Ella Fitzgerald also recorded “Mack the Knife.” In her live recording, Fitzgerald forgot the lyrics to the song and improvised her own. The performance earned her a Grammy Award.
6. And I Am Telling You I’m Not Going, from Dream Girls
Both Jennifer Holliday, who originated the role of Effie in Dream Girls on Broadway, and Jennifer Hudson, who starred as Effie in the 2006 film adaptation, were made famous by this show-stopping tune. The song, with music by Henry Krieger and lyrics by Tom Eyen, has become synonymous with their names, and the two are likely to perform the song for the rest of their careers. In 1981, Holliday won a Tony Award for her performance in Dream Girls and later won a Grammy Award for her number-one R&B hit. Hudson scored equally high honors when she received the 2006 Academy Award. Her recording of the song became a Top 20 R&B singles and a number-one dance hit.

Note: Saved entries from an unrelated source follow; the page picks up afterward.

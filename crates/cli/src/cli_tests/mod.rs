// SPDX-License-Identifier: MIT
// Copyright (c) 2026 Alfred Jean LLC

// This module contains split test files for CLI parsing tests.
// Each file focuses on a specific category of tests.

use super::*;

mod edit_tests;
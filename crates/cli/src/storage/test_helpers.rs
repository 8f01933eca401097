// SPDX-License-Identifier: MIT
// Copyright (c) 2026 Alfred Jean LLC

//! Shared test helpers for storage tests.

#![allow(clippy::unwrap_used)]

use std::sync::atomic::{AtomicBool, Ordering};

use chrono::NaiveDate;
use finetrack_core::{Fine, FineStatus, FineType, NewFine};

use super::{KeyValueStore, MemoryKv, StorageError, StorageResult};

/// Create a test fine with the given id.
pub fn make_fine(id: &str) -> Fine {
    make_new_fine(&format!("Fine {}", id)).into_fine(id.to_string())
}

/// Create the High Street parking fine used across tests.
pub fn make_new_fine(title: &str) -> NewFine {
    NewFine {
        fine_type: FineType::Parking,
        title: title.to_string(),
        description: String::new(),
        amount: 60.0,
        issue_date: NaiveDate::from_ymd_opt(2025, 1, 1).unwrap(),
        due_date: NaiveDate::from_ymd_opt(2025, 1, 10).unwrap(),
        status: FineStatus::Unpaid,
        reference_number: None,
        location: None,
        vehicle_reg: None,
        payment_link: None,
    }
}

/// Memory backend whose reads or writes can be made to fail.
#[derive(Default)]
pub struct FailingKv {
    inner: MemoryKv,
    fail_reads: AtomicBool,
    fail_writes: AtomicBool,
}

impl FailingKv {
    pub fn new() -> Self {
        Self::default()
    }

    pub fn set_fail_writes(&self, fail: bool) {
        self.fail_writes.store(fail, Ordering::SeqCst);
    }

    pub fn set_fail_reads(&self, fail: bool) {
        self.fail_reads.store(fail, Ordering::SeqCst);
    }

    fn check(&self) -> StorageResult<()> {
        if self.fail_writes.load(Ordering::SeqCst) {
            Err(StorageError::Io(std::io::Error::other("quota exceeded")))
        } else {
            Ok(())
        }
    }
}

impl KeyValueStore for FailingKv {
    fn get(&self, key: &str) -> StorageResult<Option<String>> {
        if self.fail_reads.load(Ordering::SeqCst) {
            return Err(StorageError::Io(std::io::Error::other("disk unavailable")));
        }
        self.inner.get(key)
    }

    fn set(&self, key: &str, value: &str) -> StorageResult<()> {
        self.check()?;
        self.inner.set(key, value)
    }

    fn remove(&self, key: &str) -> StorageResult<()> {
        self.check()?;
        self.inner.remove(key)
    }
}
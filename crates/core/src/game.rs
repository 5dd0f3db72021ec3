//! Game state module - the move/spawn cycle, scoring, and win/lose rules.
//!
//! `Game` ties the pure board operations to a seeded RNG. Every effective
//! move scores its merges, drops one random tile, and re-derives the status;
//! a terminal status locks the board until restart.

use rand::SeedableRng;
use rand_chacha::ChaCha8Rng;
use twenty48_types::{Direction, GameStatus, DEFAULT_WIN_TILE, STARTING_TILES};

use crate::board::Board;
use crate::error::GameError;

/// What a single move did.
#[derive(Debug, Clone, Copy, PartialEq, Eq)]
pub struct MoveOutcome {
    /// True when the move changed the board (and therefore spawned a tile).
    pub moved: bool,
    /// Points scored by this move's merges.
    pub score_delta: u32,
    /// Status after the move and spawn settled.
    pub status: GameStatus,
}

/// Complete game state
#[derive(Debug, Clone)]
pub struct Game {
    board: Board,
    score: u32,
    target: u32,
    status: GameStatus,
    rng: ChaCha8Rng,
}

impl Game {
    /// Create a game on a `size` x `size` board with the standard 2048 win
    /// target. The seed fixes the whole tile stream, so equal seeds replay
    /// identical games.
    pub fn new(size: usize, seed: u64) -> Result<Self, GameError> {
        Self::with_target(size, DEFAULT_WIN_TILE, seed)
    }

    /// Create a game with a custom win target, which must be a power of two
    /// of at least 2.
    pub fn with_target(size: usize, target: u32, seed: u64) -> Result<Self, GameError> {
        if target < 2 || !target.is_power_of_two() {
            return Err(GameError::InvalidTarget(target));
        }

        let mut rng = ChaCha8Rng::seed_from_u64(seed);
        let mut board = Board::empty(size)?;
        for _ in 0..STARTING_TILES {
            board = board.with_random_tile(&mut rng);
        }
        let status = derive_status(&board, target);

        Ok(Self {
            board,
            score: 0,
            target,
            status,
            rng,
        })
    }

    pub fn board(&self) -> &Board {
        &self.board
    }

    pub fn size(&self) -> usize {
        self.board.size()
    }

    pub fn score(&self) -> u32 {
        self.score
    }

    pub fn target(&self) -> u32 {
        self.target
    }

    pub fn status(&self) -> GameStatus {
        self.status
    }

    pub fn has_won(&self) -> bool {
        self.status == GameStatus::Won
    }

    pub fn is_over(&self) -> bool {
        self.status == GameStatus::Over
    }

    /// Apply one move. An effective move scores its merges, spawns one random
    /// tile, and re-derives the status; an ineffective move changes nothing,
    /// not even the RNG. Once the status is terminal every move is ignored
    /// until [`Game::restart`].
    pub fn apply(&mut self, direction: Direction) -> MoveOutcome {
        if self.status.is_terminal() {
            return MoveOutcome {
                moved: false,
                score_delta: 0,
                status: self.status,
            };
        }

        let (shifted, score_delta) = self.board.shift(direction);
        if shifted == self.board {
            return MoveOutcome {
                moved: false,
                score_delta: 0,
                status: self.status,
            };
        }

        self.board = shifted.with_random_tile(&mut self.rng);
        self.score += score_delta;
        self.status = derive_status(&self.board, self.target);

        MoveOutcome {
            moved: true,
            score_delta,
            status: self.status,
        }
    }

    /// Start over on a fresh board with the score at zero. New starting tiles
    /// come from the ongoing generator state rather than a reseed, so each
    /// run within one session differs while the session as a whole stays
    /// reproducible from the original seed.
    pub fn restart(&mut self) {
        let mut board = self.board.cleared();
        for _ in 0..STARTING_TILES {
            board = board.with_random_tile(&mut self.rng);
        }

        self.board = board;
        self.score = 0;
        self.status = derive_status(&self.board, self.target);
    }
}

/// Winning beats losing: a full stuck board that holds the target is a win.
fn derive_status(board: &Board, target: u32) -> GameStatus {
    if board.has_tile(target) {
        GameStatus::Won
    } else if board.is_game_over() {
        GameStatus::Over
    } else {
        GameStatus::Playing
    }
}
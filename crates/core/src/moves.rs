//! Movement rules - row compression and the rotation-based direction model.
//!
//! A single primitive does all the work: compress one line toward index 0,
//! merging adjacent equal pairs once. Whole-board moves rotate the grid so the
//! requested direction becomes "left", compress every row, then rotate back.

use twenty48_types::Direction;

use crate::board::Board;

/// Compress one line toward index 0, merging adjacent equal pairs once.
///
/// Tiles slide over gaps, then each adjacent equal pair merges front to back.
/// A merged tile never merges again in the same pass, so `[2, 2, 2, 2]`
/// becomes `[4, 4, 0, 0]` and `[4, 4, 8, 0]` becomes `[8, 8, 0, 0]`, not
/// `[16, 0, 0, 0]`. Returns the score delta: the sum of merged tile values.
pub fn compress_line(line: &mut [u32]) -> u32 {
    // Slide every tile toward the front, preserving order.
    let mut tail = 0;
    for i in 0..line.len() {
        if line[i] != 0 {
            line.swap(tail, i);
            tail += 1;
        }
    }

    // Merge pass: read two where a pair matches, write one.
    let mut score = 0;
    let mut write = 0;
    let mut read = 0;
    while read < tail {
        if read + 1 < tail && line[read] == line[read + 1] {
            let merged = line[read] * 2;
            line[write] = merged;
            score += merged;
            read += 2;
        } else {
            line[write] = line[read];
            read += 1;
        }
        write += 1;
    }

    for cell in &mut line[write..tail] {
        *cell = 0;
    }

    score
}

impl Board {
    /// A copy of the board rotated by `times` counter-clockwise quarter turns
    ///
    /// Pure geometry: tile values move, nothing merges. `times` is taken
    /// mod 4, so `rotated(k)` followed by `rotated(4 - k)` is the identity.
    pub fn rotated(&self, times: usize) -> Board {
        let n = self.size;
        let source = |row: usize, col: usize| match times % 4 {
            0 => (row, col),
            1 => (col, n - 1 - row),
            2 => (n - 1 - row, n - 1 - col),
            _ => (n - 1 - col, row),
        };

        let mut cells = vec![0; n * n];
        for row in 0..n {
            for col in 0..n {
                let (src_row, src_col) = source(row, col);
                cells[row * n + col] = self.cells[src_row * n + src_col];
            }
        }
        Board { size: n, cells }
    }

    /// Slide the whole board in `direction`, returning the successor board
    /// and the score gained from merges
    ///
    /// The input board is untouched. Callers compare the result against the
    /// input to detect a move that changed nothing.
    pub fn shift(&self, direction: Direction) -> (Board, u32) {
        let turns = direction.rotations();
        let mut working = self.rotated(turns);

        let size = working.size;
        let mut score = 0;
        for row in working.cells.chunks_mut(size) {
            score += compress_line(row);
        }

        (working.rotated((4 - turns) % 4), score)
    }
}

#[cfg(test)]
mod tests {
    use super::*;

    fn line(cells: &[u32]) -> Vec<u32> {
        cells.to_vec()
    }

    #[test]
    fn test_compress_slides_over_gaps() {
        let mut row = line(&[0, 2, 0, 4]);
        let score = compress_line(&mut row);
        assert_eq!(row, vec![2, 4, 0, 0]);
        assert_eq!(score, 0);
    }

    #[test]
    fn test_compress_merges_adjacent_pair() {
        let mut row = line(&[2, 2, 4, 0]);
        let score = compress_line(&mut row);
        assert_eq!(row, vec![4, 4, 0, 0]);
        assert_eq!(score, 4);
    }

    #[test]
    fn test_compress_merges_each_pair_once() {
        let mut row = line(&[2, 2, 2, 2]);
        let score = compress_line(&mut row);
        assert_eq!(row, vec![4, 4, 0, 0]);
        assert_eq!(score, 8);
    }

    #[test]
    fn test_compress_merge_result_does_not_cascade() {
        // The merged 4 must not immediately merge with the trailing pair's 4.
        let mut row = line(&[2, 2, 4, 0]);
        compress_line(&mut row);
        assert_eq!(row, vec![4, 4, 0, 0]);

        let mut row = line(&[4, 4, 8, 0]);
        let score = compress_line(&mut row);
        assert_eq!(row, vec![8, 8, 0, 0]);
        assert_eq!(score, 8);
    }

    #[test]
    fn test_compress_prefers_front_pair_in_triple() {
        let mut row = line(&[2, 0, 2, 2]);
        let score = compress_line(&mut row);
        assert_eq!(row, vec![4, 2, 0, 0]);
        assert_eq!(score, 4);
    }

    #[test]
    fn test_compress_no_merge_between_unequal_tiles() {
        let mut row = line(&[2, 4, 2, 4]);
        let score = compress_line(&mut row);
        assert_eq!(row, vec![2, 4, 2, 4]);
        assert_eq!(score, 0);
    }

    #[test]
    fn test_compress_empty_and_single() {
        let mut row = line(&[0, 0, 0, 0]);
        assert_eq!(compress_line(&mut row), 0);
        assert_eq!(row, vec![0, 0, 0, 0]);

        let mut row = line(&[0, 0, 8, 0]);
        assert_eq!(compress_line(&mut row), 0);
        assert_eq!(row, vec![8, 0, 0, 0]);
    }

    #[test]
    fn test_compress_is_idempotent() {
        let mut row = line(&[2, 2, 4, 4]);
        compress_line(&mut row);
        let settled = row.clone();
        let score = compress_line(&mut row);
        assert_eq!(row, settled);
        assert_eq!(score, 0);
    }

    #[test]
    fn test_rotated_quarter_turn_is_counter_clockwise() {
        // Top-right corner moves to top-left after one counter-clockwise turn.
        let board = Board::from_rows(&[[2, 4], [8, 16]]).unwrap();
        let turned = board.rotated(1);
        assert_eq!(turned, Board::from_rows(&[[4, 16], [2, 8]]).unwrap());
    }

    #[test]
    fn test_rotated_half_turn() {
        let board = Board::from_rows(&[[2, 4], [8, 16]]).unwrap();
        let turned = board.rotated(2);
        assert_eq!(turned, Board::from_rows(&[[16, 8], [4, 2]]).unwrap());
    }

    #[test]
    fn test_rotated_inverse_identity() {
        let board =
            Board::from_rows(&[[2, 0, 4, 0], [0, 8, 0, 2], [16, 0, 2, 0], [0, 4, 0, 32]]).unwrap();
        for turns in 0..=4 {
            assert_eq!(
                board.rotated(turns).rotated((4 - turns) % 4),
                board,
                "rotation by {turns} should invert"
            );
        }
    }

    #[test]
    fn test_rotated_four_times_is_identity() {
        let board = Board::from_rows(&[[2, 4], [8, 16]]).unwrap();
        assert_eq!(board.rotated(4), board);
    }

    #[test]
    fn test_shift_left() {
        let board =
            Board::from_rows(&[[2, 2, 0, 0], [0, 0, 0, 0], [0, 0, 0, 0], [0, 0, 0, 0]]).unwrap();
        let (moved, score) = board.shift(Direction::Left);
        assert_eq!(
            moved,
            Board::from_rows(&[[4, 0, 0, 0], [0, 0, 0, 0], [0, 0, 0, 0], [0, 0, 0, 0]]).unwrap()
        );
        assert_eq!(score, 4);
    }

    #[test]
    fn test_shift_right_mirrors_left() {
        let board =
            Board::from_rows(&[[2, 2, 0, 0], [0, 0, 0, 0], [0, 0, 0, 0], [0, 0, 0, 0]]).unwrap();
        let (moved, score) = board.shift(Direction::Right);
        assert_eq!(
            moved,
            Board::from_rows(&[[0, 0, 0, 4], [0, 0, 0, 0], [0, 0, 0, 0], [0, 0, 0, 0]]).unwrap()
        );
        assert_eq!(score, 4);
    }

    #[test]
    fn test_shift_up_stacks_column_at_top() {
        let board =
            Board::from_rows(&[[0, 0, 0, 0], [2, 0, 0, 0], [0, 0, 0, 0], [2, 0, 0, 0]]).unwrap();
        let (moved, score) = board.shift(Direction::Up);
        assert_eq!(
            moved,
            Board::from_rows(&[[4, 0, 0, 0], [0, 0, 0, 0], [0, 0, 0, 0], [0, 0, 0, 0]]).unwrap()
        );
        assert_eq!(score, 4);
    }

    #[test]
    fn test_shift_down_stacks_column_at_bottom() {
        let board =
            Board::from_rows(&[[2, 0, 0, 0], [0, 0, 0, 0], [2, 0, 0, 0], [0, 0, 0, 0]]).unwrap();
        let (moved, score) = board.shift(Direction::Down);
        assert_eq!(
            moved,
            Board::from_rows(&[[0, 0, 0, 0], [0, 0, 0, 0], [0, 0, 0, 0], [4, 0, 0, 0]]).unwrap()
        );
        assert_eq!(score, 4);
    }

    #[test]
    fn test_shift_down_keeps_order_without_merges() {
        let board =
            Board::from_rows(&[[2, 0, 0, 0], [4, 0, 0, 0], [0, 0, 0, 0], [0, 0, 0, 0]]).unwrap();
        let (moved, score) = board.shift(Direction::Down);
        assert_eq!(
            moved,
            Board::from_rows(&[[0, 0, 0, 0], [0, 0, 0, 0], [2, 0, 0, 0], [4, 0, 0, 0]]).unwrap()
        );
        assert_eq!(score, 0);
    }

    #[test]
    fn test_shift_rows_compress_independently() {
        let board =
            Board::from_rows(&[[2, 2, 4, 4], [8, 0, 8, 0], [2, 4, 2, 4], [0, 0, 0, 16]]).unwrap();
        let (moved, score) = board.shift(Direction::Left);
        assert_eq!(
            moved,
            Board::from_rows(&[[4, 8, 0, 0], [16, 0, 0, 0], [2, 4, 2, 4], [16, 0, 0, 0]]).unwrap()
        );
        assert_eq!(score, 4 + 8 + 16);
    }

    #[test]
    fn test_shift_settles_after_one_pass() {
        // One pass packs every row and spends every merge; with no spawn in
        // between, repeating the move changes nothing.
        let board =
            Board::from_rows(&[[0, 2, 4, 2], [0, 8, 0, 8], [2, 0, 0, 2], [0, 0, 4, 4]]).unwrap();
        let (once, _) = board.shift(Direction::Left);
        let (twice, score) = once.shift(Direction::Left);
        assert_eq!(twice, once);
        assert_eq!(score, 0);
    }

    #[test]
    fn test_shift_can_expose_new_merge_on_next_pass() {
        // Merges are single-pass: a merge result may sit next to an equal
        // tile and only combine on a later move.
        let board =
            Board::from_rows(&[[2, 2, 4, 0], [0, 0, 0, 0], [0, 0, 0, 0], [0, 0, 0, 0]]).unwrap();
        let (once, first) = board.shift(Direction::Left);
        assert_eq!(
            once,
            Board::from_rows(&[[4, 4, 0, 0], [0, 0, 0, 0], [0, 0, 0, 0], [0, 0, 0, 0]]).unwrap()
        );
        assert_eq!(first, 4);

        let (twice, second) = once.shift(Direction::Left);
        assert_eq!(
            twice,
            Board::from_rows(&[[8, 0, 0, 0], [0, 0, 0, 0], [0, 0, 0, 0], [0, 0, 0, 0]]).unwrap()
        );
        assert_eq!(second, 8);
    }

    #[test]
    fn test_shift_leaves_input_untouched() {
        let board = Board::from_rows(&[[2, 2], [0, 0]]).unwrap();
        let before = board.clone();
        let _ = board.shift(Direction::Left);
        assert_eq!(board, before);
    }

    #[test]
    fn test_shift_full_board_without_moves_is_identity() {
        let board = Board::from_rows(&[[2, 4], [4, 2]]).unwrap();
        for direction in Direction::ALL {
            let (moved, score) = board.shift(direction);
            assert_eq!(moved, board, "{} should not change a stuck board", direction.as_str());
            assert_eq!(score, 0);
        }
    }
}
//! GameView: maps `core::Game` into a terminal framebuffer.
//!
//! This module is pure (no I/O). It can be unit-tested.

use crate::core::Game;
use crate::fb::{Cell, CellStyle, FrameBuffer, Rgb};
use crate::palette;
use crate::types::GameStatus;

/// Terminal viewport dimensions.
#[derive(Debug, Clone, Copy, PartialEq, Eq)]
pub struct Viewport {
    pub width: u16,
    pub height: u16,
}

impl Viewport {
    pub fn new(width: u16, height: u16) -> Self {
        Self { width, height }
    }
}

/// A lightweight terminal renderer for the 2048 board.
pub struct GameView {
    /// Tile width in terminal columns.
    cell_w: u16,
    /// Tile height in terminal rows.
    cell_h: u16,
}

impl Default for GameView {
    fn default() -> Self {
        // 7x3 reads near-square in typical terminal glyphs and still fits a
        // four digit tile value with a space on each side.
        Self {
            cell_w: 7,
            cell_h: 3,
        }
    }
}

impl GameView {
    pub fn new(cell_w: u16, cell_h: u16) -> Self {
        Self { cell_w, cell_h }
    }

    /// Render the current game state into an existing framebuffer.
    ///
    /// This is the allocation-free hot path. Callers can reuse a framebuffer
    /// across frames and only resize when the terminal size changes.
    pub fn render_into(&self, game: &Game, viewport: Viewport, fb: &mut FrameBuffer) {
        fb.resize(viewport.width, viewport.height);
        fb.clear(Cell::default());

        let size = game.size() as u16;
        let board_px_w = size * self.cell_w;
        let board_px_h = size * self.cell_h;
        let frame_w = board_px_w + 2;
        let frame_h = board_px_h + 2;

        let start_x = viewport.width.saturating_sub(frame_w) / 2;
        let start_y = viewport.height.saturating_sub(frame_h) / 2;

        let border = CellStyle {
            fg: Rgb::new(200, 200, 200),
            bg: Rgb::new(0, 0, 0),
            bold: false,
            dim: false,
        };
        self.draw_border(fb, start_x, start_y, frame_w, frame_h, border);

        for (row, line) in game.board().rows().enumerate() {
            for (col, &value) in line.iter().enumerate() {
                self.draw_tile(fb, start_x, start_y, col as u16, row as u16, value);
            }
        }

        // Side panel (score/target/help).
        self.draw_side_panel(fb, game, viewport, start_x, start_y, frame_w);

        // Overlays.
        match game.status() {
            GameStatus::Won => {
                self.draw_overlay(fb, start_x, start_y, frame_w, frame_h, "YOU WIN!")
            }
            GameStatus::Over => {
                self.draw_overlay(fb, start_x, start_y, frame_w, frame_h, "GAME OVER")
            }
            GameStatus::Playing => {}
        }
    }

    /// Convenience helper that allocates a new framebuffer.
    pub fn render(&self, game: &Game, viewport: Viewport) -> FrameBuffer {
        let mut fb = FrameBuffer::new(viewport.width, viewport.height);
        self.render_into(game, viewport, &mut fb);
        fb
    }

    fn draw_border(&self, fb: &mut FrameBuffer, x: u16, y: u16, w: u16, h: u16, style: CellStyle) {
        if w < 2 || h < 2 {
            return;
        }

        fb.put_char(x, y, '┌', style);
        fb.put_char(x + w - 1, y, '┐', style);
        fb.put_char(x, y + h - 1, '└', style);
        fb.put_char(x + w - 1, y + h - 1, '┘', style);

        for dx in 1..w - 1 {
            fb.put_char(x + dx, y, '─', style);
            fb.put_char(x + dx, y + h - 1, '─', style);
        }
        for dy in 1..h - 1 {
            fb.put_char(x, y + dy, '│', style);
            fb.put_char(x + w - 1, y + dy, '│', style);
        }
    }

    fn draw_tile(
        &self,
        fb: &mut FrameBuffer,
        start_x: u16,
        start_y: u16,
        col: u16,
        row: u16,
        value: u32,
    ) {
        let style = palette::tile_style(value);
        self.fill_cell_rect(fb, start_x, start_y, col, row, ' ', style);

        if value != 0 {
            // Center the value on the middle row of the tile.
            let px = start_x + 1 + col * self.cell_w;
            let py = start_y + 1 + row * self.cell_h;
            let x = px + self.cell_w.saturating_sub(decimal_width(value)) / 2;
            let y = py + self.cell_h / 2;
            fb.put_u32(x, y, value, style);
        }
    }

    fn fill_cell_rect(
        &self,
        fb: &mut FrameBuffer,
        start_x: u16,
        start_y: u16,
        cell_x: u16,
        cell_y: u16,
        ch: char,
        style: CellStyle,
    ) {
        let px = start_x + 1 + cell_x * self.cell_w;
        let py = start_y + 1 + cell_y * self.cell_h;
        fb.fill_rect(px, py, self.cell_w, self.cell_h, ch, style);
    }

    fn draw_side_panel(
        &self,
        fb: &mut FrameBuffer,
        game: &Game,
        viewport: Viewport,
        start_x: u16,
        start_y: u16,
        frame_w: u16,
    ) {
        let panel_x = start_x.saturating_add(frame_w).saturating_add(2);
        if panel_x >= viewport.width {
            return;
        }
        let panel_w = viewport.width - panel_x;
        if panel_w < 12 {
            return;
        }

        let label = CellStyle {
            fg: Rgb::new(220, 220, 220),
            bg: Rgb::new(0, 0, 0),
            bold: true,
            dim: false,
        };
        let value = CellStyle {
            fg: Rgb::new(200, 200, 200),
            bg: Rgb::new(0, 0, 0),
            bold: false,
            dim: false,
        };

        let mut y = start_y;
        fb.put_str(panel_x, y, "SCORE", label);
        y = y.saturating_add(1);
        fb.put_u32(panel_x, y, game.score(), value);
        y = y.saturating_add(2);

        fb.put_str(panel_x, y, "TARGET", label);
        y = y.saturating_add(1);
        fb.put_u32(panel_x, y, game.target(), value);
        y = y.saturating_add(2);

        fb.put_str(panel_x, y, "HIGHEST", label);
        y = y.saturating_add(1);
        fb.put_u32(panel_x, y, game.board().max_tile(), value);
        y = y.saturating_add(2);

        if panel_w >= 16 {
            let dim = CellStyle { dim: true, ..value };
            fb.put_str(panel_x, y, "HOW TO PLAY", label);
            y = y.saturating_add(1);
            for line in [
                "Slide with arrows,",
                "wasd, or hjkl.",
                "Equal tiles merge;",
                "a new 2 or 4 drops",
                "after every move.",
            ] {
                if y >= viewport.height {
                    break;
                }
                fb.put_str(panel_x, y, line, dim);
                y = y.saturating_add(1);
            }
            y = y.saturating_add(1);
        }

        fb.put_str(panel_x, y, "R restart  Q quit", value);
    }

    fn draw_overlay(
        &self,
        fb: &mut FrameBuffer,
        start_x: u16,
        start_y: u16,
        frame_w: u16,
        frame_h: u16,
        text: &str,
    ) {
        let mid_y = start_y.saturating_add(frame_h / 2);
        let style = CellStyle {
            fg: Rgb::new(255, 255, 255),
            bg: Rgb::new(0, 0, 0),
            bold: true,
            dim: false,
        };
        put_centered(fb, start_x, frame_w, mid_y, text, style);

        let hint = CellStyle {
            fg: Rgb::new(200, 200, 200),
            bg: Rgb::new(0, 0, 0),
            bold: false,
            dim: false,
        };
        put_centered(
            fb,
            start_x,
            frame_w,
            mid_y.saturating_add(1),
            "press r to play again",
            hint,
        );
    }
}

fn put_centered(
    fb: &mut FrameBuffer,
    start_x: u16,
    frame_w: u16,
    y: u16,
    text: &str,
    style: CellStyle,
) {
    let text_w = text.chars().count() as u16;
    let x = start_x.saturating_add(frame_w.saturating_sub(text_w) / 2);
    fb.put_str(x, y, text, style);
}

fn decimal_width(value: u32) -> u16 {
    let mut width = 1;
    let mut rest = value / 10;
    while rest > 0 {
        width += 1;
        rest /= 10;
    }
    width
}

5. Hello, Dolly!, from Hello, Dolly!
The song is from the 1964 musical of the same name. Louis Armstrong popularized the it, with music and lyrics by Jerry Herman. “Hello, Dolly!” was first sung by Carol Channing, who starred as Dolly Gallagher Levi in the Broadway production. But, even before the show’s Broadway premiere, Louis Armstrong recorded the song to promote the show. When David Merrick heard Louis Armstrong’s recording of the title track he decided to change the name of his show from “Dolly, A Damned Exasperating Woman” to Hello, Dolly! Louis Armstrong’s rendition of “Hello, Dolly” reached number one on Billboard’s Hot 100 list the week of May 9, 1964, edging out The Beatles’ “Do You Want to Know a Secret” and breaking a streak of three number one Beatles’ hits in a row. The recording also earned Armstrong a Grammy Award for Song of the Year in 1965 and was inducted into the Grammy Hall of Fame in 2001.